L'ispirazione ci è venuta dall'anniversario del suicidio di Sylvia Plath, che ricorre l' 11 febbraio. La scrittrice e poetessa, famosa soprattutto per i suoi Diari, si tolse la vita l'11 febbraio 1963, infilando la testa nel forno a gas, dopo aver scritto l'ultima poesia, Orlo, e preparato la colazione per i figli. Tra i suicidi più noti, è anche tra i più discussi (secondo alcuni fu una morte accidentale).

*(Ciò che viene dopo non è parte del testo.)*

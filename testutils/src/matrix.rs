use std::fs;
use std::path::PathBuf;

use rstest::fixture;

pub fn test_matrix_path() -> PathBuf {
    PathBuf::from(format!("{}/data/test_matrix.yaml", env!("CARGO_MANIFEST_DIR")))
}

#[fixture]
pub fn test_matrix_yaml() -> String {
    fs::read_to_string(test_matrix_path()).unwrap()
}
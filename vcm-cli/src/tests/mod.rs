mod lookup_test;

use clap::Parser;
use rstest::*;
use vcm_core::prelude::*;
use vcm_testutils::*;

use super::*;

fn parse(args: &[&str]) -> VcmSubcommand {
    let mut argv = vec!["vcmctl"];
    argv.extend(args);
    VcmCommandRoot::try_parse_from(argv).unwrap().subcommand
}

#[fixture]
fn test_matrix(test_matrix_yaml: String) -> CompatibilityMatrix {
    CompatibilityMatrix::from_yaml(&test_matrix_yaml).unwrap()
}

#[rstest]
fn test_verbosity_default() {
    let root = VcmCommandRoot::try_parse_from(["vcmctl", "version"]).unwrap();
    assert_eq!(root.verbosity, "warn");
    assert!(matches!(root.subcommand, VcmSubcommand::Version));
}

#[rstest]
fn test_builtin_matrix_loads() {
    let matrix_args = matrix_args::MatrixArgs { matrix: None };
    let matrix = matrix_args.load().unwrap();
    assert_eq!(matrix.len(), CompatibilityMatrix::embedded().unwrap().len());
}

Questo episodio introduce il primo aspetto sul quale vogliamo soffermarci: la macabra attenzione al dettaglio di critici e studiosi quando si tratta di scrittori suicidi. Non ci sembra opportuno sindacare sulle scelte di (non) vita di questi scrittori, sul rapporto tra genio e depressione e così via, non è la sede opportuna e non è di alcun interesse sotto il profilo letterario.
E' quantomeno curioso, tuttavia, l'attenzione perversa che gli ultimi gesti degli scrittori suicidi ha ricevuto. Da ciò deriva il secondo peculiare aspetto che caratterizza il tema: il rapporto tra fama e suicidio. Chi dubita che Sylvia Plath non avrebbe avuto il successo che ha avuto (soprattutto una lettura fortemente intimistica come quella dei suoi Diari) se non si fosse suicidata? E che dire di altri scrittori, la cui morte appena vagamente incerta è stata subito riformulata come suicidio, fosse solo per poter vendere di più? Sarebbe questo il caso di Kurt Vonnegut, l'autore di Mattatoio n.5, morto a 85 anni il 10 aprile 2007 in seguito a un "incidente domestico". Chiunque penserebbe che, per un uomo della sua età, un'accidentale caduta, con conseguente trauma cerebrale (causa ufficiale della sua morte), basti a spiegare la sua morte; non l'hanno pensata così studiosi, giornalisti e altri che vi hanno visto un misterioso e inspiegabile suicidio.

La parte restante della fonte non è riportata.